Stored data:
----------------------------------------

/// Bundled UTF-8 codec: a resumable single-character decoder and its encoder.
/// Handles sequences split across calls by carrying a `DecodeState`.

use std::fmt;
use std::ops::RangeInclusive;

/// Longest encoded character, in bytes.
pub const MAX_CHAR_LEN: usize = 4;

/// Highest Unicode scalar value.
pub const MAX_CODEPOINT: u32 = 0x10_FFFF;

/// Shift state carried between decode calls on one stream.
///
/// Either clean, or pending with the first bytes of a character that has not
/// been completed yet. Any decode error leaves the state clean.
#[derive(Debug, Clone, Copy, PartialEq, Eq, Default)]
pub struct DecodeState {
    buf: [u8; MAX_CHAR_LEN],
    len: u8,
    expected: u8,
}

impl DecodeState {
    pub const fn new() -> Self {
        Self { buf: [0; MAX_CHAR_LEN], len: 0, expected: 0 }
    }

    /// Check if the state holds a partial character.
    pub fn is_pending(&self) -> bool {
        self.len > 0
    }

    pub fn reset(&mut self) {
        *self = Self::new();
    }

    /// Bytes of the partial character held so far.
    pub fn pending(&self) -> &[u8] {
        &self.buf[..self.len as usize]
    }

    /// Replace the pending bytes with `bytes` (at most `MAX_CHAR_LEN`).
    pub(crate) fn stash(&mut self, bytes: &[u8], expected: usize) {
        let n = bytes.len().min(MAX_CHAR_LEN);
        self.buf = [0; MAX_CHAR_LEN];
        self.buf[..n].copy_from_slice(&bytes[..n]);
        self.len = n as u8;
        self.expected = expected as u8;
    }
}

/// Result of decoding one character.
#[derive(Debug, Clone, Copy, PartialEq, Eq)]
pub enum Decoded {
    /// A complete character. `len` counts the bytes taken from this call's input.
    Char { len: usize, codepoint: u32 },
    /// The input starts with the string terminator.
    End,
    /// The input is a valid but truncated prefix; the state is now pending.
    Incomplete,
    /// The input cannot start or continue a character; the state is clean.
    Invalid,
}

impl Decoded {
    /// Bytes consumed, when a character was decoded.
    pub fn consumed(&self) -> Option<usize> {
        match *self {
            Decoded::Char { len, .. } => Some(len),
            _ => None,
        }
    }
}

/// A codepoint the encoding cannot represent.
#[derive(Debug, Clone, Copy, PartialEq, Eq)]
pub struct EncodeError {
    pub codepoint: u32,
}

impl fmt::Display for EncodeError {
    fn fmt(&self, f: &mut fmt::Formatter<'_>) -> fmt::Result {
        write!(f, "codepoint U+{:04X} cannot be encoded", self.codepoint)
    }
}

impl std::error::Error for EncodeError {}

/// Length of the sequence opened by `lead`, or `None` if it cannot start one.
pub fn sequence_len(lead: u8) -> Option<usize> {
    match lead {
        0x00..=0x7f => Some(1),
        0xc2..=0xdf => Some(2),
        0xe0..=0xef => Some(3),
        0xf0..=0xf4 => Some(4),
        _ => None,
    }
}

/// Allowed second bytes after `lead`. Narrower ranges reject overlongs,
/// surrogates and values above U+10FFFF.
fn second_byte_range(lead: u8) -> RangeInclusive<u8> {
    match lead {
        0xe0 => 0xa0..=0xbf,
        0xed => 0x80..=0x9f,
        0xf0 => 0x90..=0xbf,
        0xf4 => 0x80..=0x8f,
        _ => 0x80..=0xbf,
    }
}

fn assemble(seq: &[u8]) -> u32 {
    let lead = seq[0] as u32;
    let mut cp = match seq.len() {
        1 => return lead,
        2 => lead & 0x1f,
        3 => lead & 0x0f,
        _ => lead & 0x07,
    };
    for &b in &seq[1..] {
        cp = (cp << 6) | (b as u32 & 0x3f);
    }
    cp
}

/// Decode one character from the start of `bytes`, resuming from `state`.
pub fn decode(bytes: &[u8], state: &mut DecodeState) -> Decoded {
    let Some(&first) = bytes.first() else {
        return Decoded::Incomplete;
    };

    let mut consumed = 0;
    if !state.is_pending() {
        if first == 0 {
            return Decoded::End;
        }
        if first < 0x80 {
            return Decoded::Char { len: 1, codepoint: first as u32 };
        }
        let Some(expected) = sequence_len(first) else {
            // Stray continuation byte or a lead that can never be valid
            state.reset();
            return Decoded::Invalid;
        };
        state.stash(&[first], expected);
        consumed = 1;
    }

    while state.len < state.expected {
        let Some(&byte) = bytes.get(consumed) else {
            return Decoded::Incomplete;
        };
        let allowed = if state.len == 1 {
            second_byte_range(state.buf[0])
        } else {
            0x80..=0xbf
        };
        if !allowed.contains(&byte) {
            state.reset();
            return Decoded::Invalid;
        }
        state.buf[state.len as usize] = byte;
        state.len += 1;
        consumed += 1;
    }

    let codepoint = assemble(&state.buf[..state.expected as usize]);
    state.reset();
    Decoded::Char { len: consumed, codepoint }
}

/// Encode `codepoint` into `out`, returning the number of bytes written.
pub fn encode(codepoint: u32, out: &mut [u8; MAX_CHAR_LEN]) -> Result<usize, EncodeError> {
    let err = EncodeError { codepoint };
    match codepoint {
        0x0000..=0x007f => {
            out[0] = codepoint as u8;
            Ok(1)
        }
        0x0080..=0x07ff => {
            out[0] = 0xc0 | (codepoint >> 6) as u8;
            out[1] = 0x80 | (codepoint & 0x3f) as u8;
            Ok(2)
        }
        0xd800..=0xdfff => Err(err),
        0x0800..=0xffff => {
            out[0] = 0xe0 | (codepoint >> 12) as u8;
            out[1] = 0x80 | ((codepoint >> 6) & 0x3f) as u8;
            out[2] = 0x80 | (codepoint & 0x3f) as u8;
            Ok(3)
        }
        0x1_0000..=MAX_CODEPOINT => {
            out[0] = 0xf0 | (codepoint >> 18) as u8;
            out[1] = 0x80 | ((codepoint >> 12) & 0x3f) as u8;
            out[2] = 0x80 | ((codepoint >> 6) & 0x3f) as u8;
            out[3] = 0x80 | (codepoint & 0x3f) as u8;
            Ok(4)
        }
        _ => Err(err),
    }
}

#[cfg(test)]
mod tests {
    use super::*;

    fn decode_fresh(bytes: &[u8]) -> Decoded {
        decode(bytes, &mut DecodeState::new())
    }

    #[test]
    fn test_ascii() {
        assert_eq!(decode_fresh(b"A"), Decoded::Char { len: 1, codepoint: 'A' as u32 });
        assert_eq!(decode_fresh(b"z rest"), Decoded::Char { len: 1, codepoint: 'z' as u32 });
    }

    #[test]
    fn test_terminator() {
        assert_eq!(decode_fresh(b"\0abc"), Decoded::End);
    }

    #[test]
    fn test_empty_is_incomplete() {
        assert_eq!(decode_fresh(b""), Decoded::Incomplete);
    }

    #[test]
    fn test_two_byte() {
        // é = 0xC3 0xA9
        assert_eq!(decode_fresh(&[0xC3, 0xA9]), Decoded::Char { len: 2, codepoint: 0xE9 });
    }

    #[test]
    fn test_three_byte_cjk() {
        // 中 = 0xE4 0xB8 0xAD
        assert_eq!(decode_fresh(&[0xE4, 0xB8, 0xAD]), Decoded::Char { len: 3, codepoint: 0x4E2D });
    }

    #[test]
    fn test_four_byte_emoji() {
        // 😀 = 0xF0 0x9F 0x98 0x80
        assert_eq!(
            decode_fresh(&[0xF0, 0x9F, 0x98, 0x80]),
            Decoded::Char { len: 4, codepoint: 0x1F600 }
        );
    }

    #[test]
    fn test_split_across_calls() {
        let mut ps = DecodeState::new();
        assert_eq!(decode(&[0xE4], &mut ps), Decoded::Incomplete);
        assert!(ps.is_pending());
        assert_eq!(decode(&[0xB8], &mut ps), Decoded::Incomplete);
        assert_eq!(ps.pending(), &[0xE4, 0xB8]);
        assert_eq!(decode(&[0xAD, b'x'], &mut ps), Decoded::Char { len: 1, codepoint: 0x4E2D });
        assert!(!ps.is_pending());
    }

    #[test]
    fn test_bare_continuation_is_invalid() {
        assert_eq!(decode_fresh(&[0x80, b'a']), Decoded::Invalid);
        assert_eq!(decode_fresh(&[0xBF]), Decoded::Invalid);
    }

    #[test]
    fn test_never_valid_leads() {
        for lead in [0xC0u8, 0xC1, 0xF5, 0xF8, 0xFF] {
            assert_eq!(decode_fresh(&[lead, 0x80]), Decoded::Invalid, "lead {lead:#x}");
        }
    }

    #[test]
    fn test_invalid_continuation_resets_state() {
        let mut ps = DecodeState::new();
        assert_eq!(decode(&[0xC3], &mut ps), Decoded::Incomplete);
        assert_eq!(decode(b"A", &mut ps), Decoded::Invalid);
        assert!(!ps.is_pending());
        assert_eq!(decode(b"A", &mut ps), Decoded::Char { len: 1, codepoint: 'A' as u32 });
    }

    #[test]
    fn test_nul_while_pending_is_invalid() {
        let mut ps = DecodeState::new();
        assert_eq!(decode(&[0xC3], &mut ps), Decoded::Incomplete);
        assert_eq!(decode(&[0x00], &mut ps), Decoded::Invalid);
    }

    #[test]
    fn test_overlong_and_surrogate_rejected() {
        // Overlong '/' as three bytes
        assert_eq!(decode_fresh(&[0xE0, 0x80, 0xAF]), Decoded::Invalid);
        // U+D800
        assert_eq!(decode_fresh(&[0xED, 0xA0, 0x80]), Decoded::Invalid);
        // Above U+10FFFF
        assert_eq!(decode_fresh(&[0xF4, 0x90, 0x80, 0x80]), Decoded::Invalid);
        // Overlong four-byte
        assert_eq!(decode_fresh(&[0xF0, 0x80, 0x80, 0x80]), Decoded::Invalid);
    }

    #[test]
    fn test_encode_matches_std() {
        for cp in [0x24u32, 0xA2, 0x939, 0x20AC, 0xD55C, 0xFFFF, 0x10348, MAX_CODEPOINT] {
            let mut out = [0u8; MAX_CHAR_LEN];
            let n = encode(cp, &mut out).unwrap();
            let mut expected = [0u8; MAX_CHAR_LEN];
            let s = char::from_u32(cp).unwrap().encode_utf8(&mut expected);
            assert_eq!(&out[..n], s.as_bytes());
        }
    }

    #[test]
    fn test_encode_rejects() {
        let mut out = [0u8; MAX_CHAR_LEN];
        assert_eq!(encode(0xD800, &mut out), Err(EncodeError { codepoint: 0xD800 }));
        assert_eq!(encode(0x110000, &mut out), Err(EncodeError { codepoint: 0x110000 }));
    }

    #[test]
    fn test_encode_then_decode_preserves_codepoint_and_length() {
        let samples = (0u32..0x800)
            .chain((0x800..0x1_0000).step_by(97))
            .chain((0x1_0000..=MAX_CODEPOINT).step_by(4099))
            .filter(|cp| !(0xD800..=0xDFFF).contains(cp) && *cp != 0);
        for cp in samples {
            let mut out = [0u8; MAX_CHAR_LEN];
            let n = encode(cp, &mut out).unwrap();
            assert_eq!(
                decode(&out[..n], &mut DecodeState::new()),
                Decoded::Char { len: n, codepoint: cp },
                "U+{cp:04X}"
            );
        }
    }
}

----------------------------------------

From the very first line of the records down to the line with "is now pending.", please write out each line exactly, including both ends and no other lines.

/// Bundled UTF-8 codec: a resumable single-character decoder and its encoder.
/// Handles sequences split across calls by carrying a `DecodeState`.

use std::fmt;
use std::ops::RangeInclusive;

/// Longest encoded character, in bytes.
pub const MAX_CHAR_LEN: usize = 4;

/// Highest Unicode scalar value.
pub const MAX_CODEPOINT: u32 = 0x10_FFFF;

/// Shift state carried between decode calls on one stream.
///
/// Either clean, or pending with the first bytes of a character that has not
/// been completed yet. Any decode error leaves the state clean.
#[derive(Debug, Clone, Copy, PartialEq, Eq, Default)]
pub struct DecodeState {
    buf: [u8; MAX_CHAR_LEN],
    len: u8,
    expected: u8,
}

impl DecodeState {
    pub const fn new() -> Self {
        Self { buf: [0; MAX_CHAR_LEN], len: 0, expected: 0 }
    }

    /// Check if the state holds a partial character.
    pub fn is_pending(&self) -> bool {
        self.len > 0
    }

    pub fn reset(&mut self) {
        *self = Self::new();
    }

    /// Bytes of the partial character held so far.
    pub fn pending(&self) -> &[u8] {
        &self.buf[..self.len as usize]
    }

    /// Replace the pending bytes with `bytes` (at most `MAX_CHAR_LEN`).
    pub(crate) fn stash(&mut self, bytes: &[u8], expected: usize) {
        let n = bytes.len().min(MAX_CHAR_LEN);
        self.buf = [0; MAX_CHAR_LEN];
        self.buf[..n].copy_from_slice(&bytes[..n]);
        self.len = n as u8;
        self.expected = expected as u8;
    }
}

/// Result of decoding one character.
#[derive(Debug, Clone, Copy, PartialEq, Eq)]
pub enum Decoded {
    /// A complete character. `len` counts the bytes taken from this call's input.
    Char { len: usize, codepoint: u32 },
    /// The input starts with the string terminator.
    End,
    /// The input is a valid but truncated prefix; the state is now pending.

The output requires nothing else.